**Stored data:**

//! Async runtime for application orchestration.
//!
//! The Runtime owns the [`App`] reducer and is the only place that touches a
//! [`Driver`]. Everything that happens, including user intents, transport
//! traffic, media completions, history results and clock ticks, arrives on a
//! single queue and is handed to the reducer one event at a time. Resulting
//! actions are executed in order:
//!
//! - transport writes go to the current transport task
//! - media operations go to a per-call worker that runs them sequentially
//! - history requests run as tasks whose results come back as events
//! - renders publish a snapshot, notifications are broadcast

use std::{collections::HashMap, time::Duration};

use tandem_core::{
    CallAction, CallEvent, CallId, Environment, MediaBackend, PeerEventSink, TransportId,
};
use tandem_proto::UserId;
use tokio::{
    sync::{broadcast, mpsc, watch},
    task::JoinHandle,
};

use crate::{
    App, AppAction, AppConfig, AppEvent, AppHandle, Connector, Driver, HistoryService, Notification,
    Snapshot, TransportHandle, WireCommand, WireEvent,
};

/// Capacity of the notification channel. Slow subscribers lag, they never
/// block the runtime.
const NOTIFICATION_CAPACITY: usize = 256;

/// Entry on the runtime queue.
#[derive(Debug)]
pub(crate) enum Inbox {
    /// Event for the reducer
    Event(AppEvent),
    /// A transport finished opening; its command channel is ready
    Attached {
        transport: TransportId,
        commands: mpsc::UnboundedSender<WireCommand>,
    },
}

/// Runtime that drives an [`App`] with a [`Driver`].
///
/// Create with [`Runtime::new`], spawn [`Runtime::run`], and talk to it
/// through the returned [`AppHandle`].
pub struct Runtime<D: Driver> {
    driver: D,
    app: App<D::Env>,
    tick_interval: Duration,
    inbox: mpsc::UnboundedSender<Inbox>,
    inbox_rx: mpsc::UnboundedReceiver<Inbox>,
    snapshots: watch::Sender<Snapshot>,
    notifications: broadcast::Sender<Notification>,
    /// Transport we are waiting on, if an open is in flight
    pending: Option<TransportId>,
    transport: Option<(TransportId, mpsc::UnboundedSender<WireCommand>)>,
    media: HashMap<CallId, mpsc::UnboundedSender<CallAction>>,
}

impl<D: Driver> Runtime<D> {
    /// Create a runtime and the handle to control it.
    pub fn new(driver: D, config: AppConfig) -> (Self, AppHandle) {
        let tick_interval = config.tick_interval;
        let app = App::new(driver.env().clone(), config);
        let (inbox, inbox_rx) = mpsc::unbounded_channel();
        let (snapshots, snapshot_rx) = watch::channel(app.snapshot());
        let (notifications, _) = broadcast::channel(NOTIFICATION_CAPACITY);

        let handle = AppHandle::new(inbox.clone(), snapshot_rx, notifications.clone());
        let runtime = Self {
            driver,
            app,
            tick_interval,
            inbox,
            inbox_rx,
            snapshots,
            notifications,
            pending: None,
            transport: None,
            media: HashMap::new(),
        };
        (runtime, handle)
    }

    /// The reducer.
    pub fn app(&self) -> &App<D::Env> {
        &self.app
    }

    /// Run the event loop until [`crate::Intent::Quit`].
    ///
    /// Must be called inside a tokio runtime; helper tasks are spawned on it.
    pub async fn run(mut self) {
        let ticker = self.spawn_ticker();
        self.render();

        while let Some(item) = self.inbox_rx.recv().await {
            let event = match item {
                Inbox::Event(event) => event,
                Inbox::Attached { transport, commands } => {
                    if self.pending != Some(transport) {
                        tracing::debug!(%transport, "discarding stale transport");
                        let _ = commands.send(WireCommand::Close);
                        continue;
                    }
                    self.pending = None;
                    self.transport = Some((transport, commands));
                    AppEvent::TransportOpened { transport }
                },
            };

            let actions = self.app.handle(event);
            if self.execute(actions) {
                break;
            }
        }

        ticker.abort();
        self.close_transport();
        self.render();
        tracing::info!("runtime stopped");
    }

    /// Execute reducer actions. Returns `true` on quit.
    fn execute(&mut self, actions: Vec<AppAction>) -> bool {
        let mut quit = false;
        for action in actions {
            match action {
                AppAction::Render => self.render(),
                AppAction::Quit => quit = true,
                AppAction::OpenTransport { transport, url, user } => {
                    self.open_transport(transport, url, user);
                },
                AppAction::SendFrame(frame) => self.write(WireCommand::Frame(frame)),
                AppAction::SendHeartbeat => self.write(WireCommand::Heartbeat),
                AppAction::CloseTransport => self.close_transport(),
                AppAction::Media(action) => self.dispatch_media(action),
                AppAction::LoadConversations { user } => {
                    let history = self.driver.history().clone();
                    self.spawn_reply(async move {
                        let result = history.conversations(user).await.map_err(|e| e.to_string());
                        Some(AppEvent::ConversationsLoaded { user, result })
                    });
                },
                AppAction::LoadMessages { user, with } => {
                    let history = self.driver.history().clone();
                    self.spawn_reply(async move {
                        let result = history.messages(user, with).await.map_err(|e| e.to_string());
                        Some(AppEvent::MessagesLoaded { user, with, result })
                    });
                },
                AppAction::MarkReadRemote(receipt) => {
                    let history = self.driver.history().clone();
                    self.spawn_reply(async move {
                        if let Err(error) = history.mark_read(receipt).await {
                            tracing::warn!(%error, reader = %receipt.receiver_id, "mark read failed");
                        }
                        None
                    });
                },
                AppAction::ResolveContact { id } => {
                    let history = self.driver.history().clone();
                    self.spawn_reply(async move {
                        match history.user(id).await {
                            Ok(profile) => Some(AppEvent::ContactResolved { profile }),
                            Err(error) => {
                                tracing::debug!(%error, %id, "contact lookup failed");
                                None
                            },
                        }
                    });
                },
                AppAction::Notify(notification) => {
                    // No subscribers is fine.
                    let _ = self.notifications.send(notification);
                },
            }
        }
        quit
    }

    fn render(&self) {
        let snapshot = self.app.snapshot();
        self.snapshots.send_if_modified(|current| {
            if *current == snapshot {
                false
            } else {
                *current = snapshot;
                true
            }
        });
    }

    fn write(&self, command: WireCommand) {
        match &self.transport {
            Some((transport, commands)) => {
                if commands.send(command).is_err() {
                    tracing::debug!(%transport, "write to closed transport");
                }
            },
            None => tracing::debug!("write without transport"),
        }
    }

    fn close_transport(&mut self) {
        self.pending = None;
        if let Some((transport, commands)) = self.transport.take() {
            tracing::debug!(%transport, "closing transport");
            let _ = commands.send(WireCommand::Close);
        }
    }

    fn open_transport(&mut self, transport: TransportId, url: String, user: UserId) {
        self.close_transport();
        self.pending = Some(transport);

        let connector = self.driver.connector().clone();
        let inbox = self.inbox.clone();
        tokio::spawn(async move {
            let TransportHandle { commands, mut events } = match connector.open(&url, user).await {
                Ok(handle) => handle,
                Err(error) => {
                    tracing::warn!(%transport, %error, %url, "transport open failed");
                    let reason = error.to_string();
                    let _ = inbox.send(Inbox::Event(AppEvent::TransportClosed { transport, reason }));
                    return;
                },
            };

            if inbox.send(Inbox::Attached { transport, commands }).is_err() {
                return;
            }

            while let Some(event) = events.recv().await {
                let event = match event {
                    WireEvent::Frame(frame) => AppEvent::FrameReceived { transport, frame },
                    WireEvent::Heartbeat => AppEvent::HeartbeatReceived { transport },
                    WireEvent::Closed(reason) => {
                        let _ = inbox.send(Inbox::Event(AppEvent::TransportClosed { transport, reason }));
                        return;
                    },
                };
                if inbox.send(Inbox::Event(event)).is_err() {
                    return;
                }
            }

            let reason = "transport task ended".to_string();
            let _ = inbox.send(Inbox::Event(AppEvent::TransportClosed { transport, reason }));
        });
    }

    fn dispatch_media(&mut self, action: CallAction) {
        let Some(call) = media_call(&action) else {
            tracing::warn!(?action, "not a media operation");
            return;
        };
        let releases = matches!(action, CallAction::ReleaseMedia { .. });

        let queue = self
            .media
            .entry(call)
            .or_insert_with(|| spawn_media_worker(call, self.driver.media().clone(), self.inbox.clone()));
        if queue.send(action).is_err() {
            tracing::warn!(%call, "media worker gone");
        }

        // The worker drains what is queued and exits once the sender drops.
        if releases {
            self.media.remove(&call);
        }
    }

    fn spawn_ticker(&self) -> JoinHandle<()> {
        let env = self.driver.env().clone();
        let inbox = self.inbox.clone();
        let interval = self.tick_interval;
        tokio::spawn(async move {
            loop {
                env.sleep(interval).await;
                if inbox.send(Inbox::Event(AppEvent::Tick)).is_err() {
                    break;
                }
            }
        })
    }

    fn spawn_reply<F>(&self, task: F)
    where
        F: std::future::Future<Output = Option<AppEvent>> + Send + 'static,
    {
        let inbox = self.inbox.clone();
        tokio::spawn(async move {
            if let Some(event) = task.await {
                let _ = inbox.send(Inbox::Event(event));
            }
        });
    }
}

/// Call a media operation belongs to. `None` for actions that are not
/// executed by the backend.
fn media_call(action: &CallAction) -> Option<CallId> {
    match action {
        CallAction::AcquireMedia { call, .. }
        | CallAction::OpenPeer { call, .. }
        | CallAction::CreateOffer { call }
        | CallAction::CreateAnswer { call, .. }
        | CallAction::SetRemoteAnswer { call, .. }
        | CallAction::AddRemoteCandidate { call, .. }
        | CallAction::SetTrackEnabled { call, .. }
        | CallAction::StartScreenShare { call }
        | CallAction::StopScreenShare { call }
        | CallAction::ProbeRemoteVideo { call }
        | CallAction::ClosePeer { call }
        | CallAction::ReleaseMedia { call } => Some(*call),
        CallAction::Signal(_) | CallAction::Failed { .. } => None,
    }
}

fn spawn_media_worker<M: MediaBackend>(
    call: CallId,
    media: M,
    inbox: mpsc::UnboundedSender<Inbox>,
) -> mpsc::UnboundedSender<CallAction> {
    let (queue, mut actions) = mpsc::unbounded_channel();
    tokio::spawn(async move {
        while let Some(action) = actions.recv().await {
            if let Some(event) = run_media(&media, action, &inbox).await {
                if inbox.send(Inbox::Event(AppEvent::Media(event))).is_err() {
                    break;
                }
            }
        }
        tracing::trace!(%call, "media worker finished");
    });
    queue
}

/// Execute one media operation and report its completion, if it has one.
async fn run_media<M: MediaBackend>(
    media: &M,
    action: CallAction,
    inbox: &mpsc::UnboundedSender<Inbox>,
) -> Option<CallEvent> {
    match action {
        CallAction::AcquireMedia { call, options } => Some(match media.acquire(call, options).await {
            Ok(media) => CallEvent::MediaAcquired { call, media },
            Err(error) => CallEvent::Failed { call, error },
        }),
        CallAction::OpenPeer { call, ice_servers } => {
            let events = inbox.clone();
            let sink: PeerEventSink = std::sync::Arc::new(move |call, event| {
                let _ = events.send(Inbox::Event(AppEvent::Media(CallEvent::Peer { call, event })));
            });
            Some(match media.open_peer(call, ice_servers, sink).await {
                Ok(()) => CallEvent::PeerOpened { call },
                Err(error) => CallEvent::Failed { call, error },
            })
        },
        CallAction::CreateOffer { call } => Some(match media.create_offer(call).await {
            Ok(sdp) => CallEvent::OfferCreated { call, sdp },
            Err(error) => CallEvent::Failed { call, error },
        }),
        CallAction::CreateAnswer { call, offer } => Some(match media.create_answer(call, offer).await {
            Ok(sdp) => CallEvent::AnswerCreated { call, sdp },
            Err(error) => CallEvent::Failed { call, error },
        }),
        CallAction::SetRemoteAnswer { call, answer } => {
            media.set_remote_answer(call, answer).await.err().map(|error| CallEvent::Failed { call, error })
        },
        CallAction::AddRemoteCandidate { call, candidate } => {
            if let Err(error) = media.add_remote_candidate(call, candidate).await {
                tracing::warn!(%call, %error, "remote candidate rejected");
            }
            None
        },
        CallAction::SetTrackEnabled { call, kind, enabled } => {
            if let Err(error) = media.set_track_enabled(call, kind, enabled).await {
                tracing::warn!(%call, %error, ?kind, enabled, "track toggle failed");
            }
            None
        },
        CallAction::StartScreenShare { call } => {
            if let Err(error) = media.start_screen_share(call).await {
                tracing::warn!(%call, %error, "screen share failed");
            }
            None
        },
        CallAction::StopScreenShare { call } => {
            if let Err(error) = media.stop_screen_share(call).await {
                tracing::warn!(%call, %error, "restoring camera failed");
            }
            None
        },
        CallAction::ProbeRemoteVideo { call } => match media.probe_remote_video(call).await {
            Ok(active) => Some(CallEvent::ProbeResult { call, active }),
            Err(error) => {
                tracing::debug!(%call, %error, "video probe failed");
                None
            },
        },
        CallAction::ClosePeer { call } => {
            media.close_peer(call).await;
            None
        },
        CallAction::ReleaseMedia { call } => {
            media.release_media(call).await;
            None
        },
        CallAction::Signal(_) | CallAction::Failed { .. } => None,
    }
}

**What is required:** Above are some records. Copy each of their lines that holds the string "current".

**Response below:**
//! - transport writes go to the current transport task
        self.snapshots.send_if_modified(|current| {
            if *current == snapshot {
                *current = snapshot;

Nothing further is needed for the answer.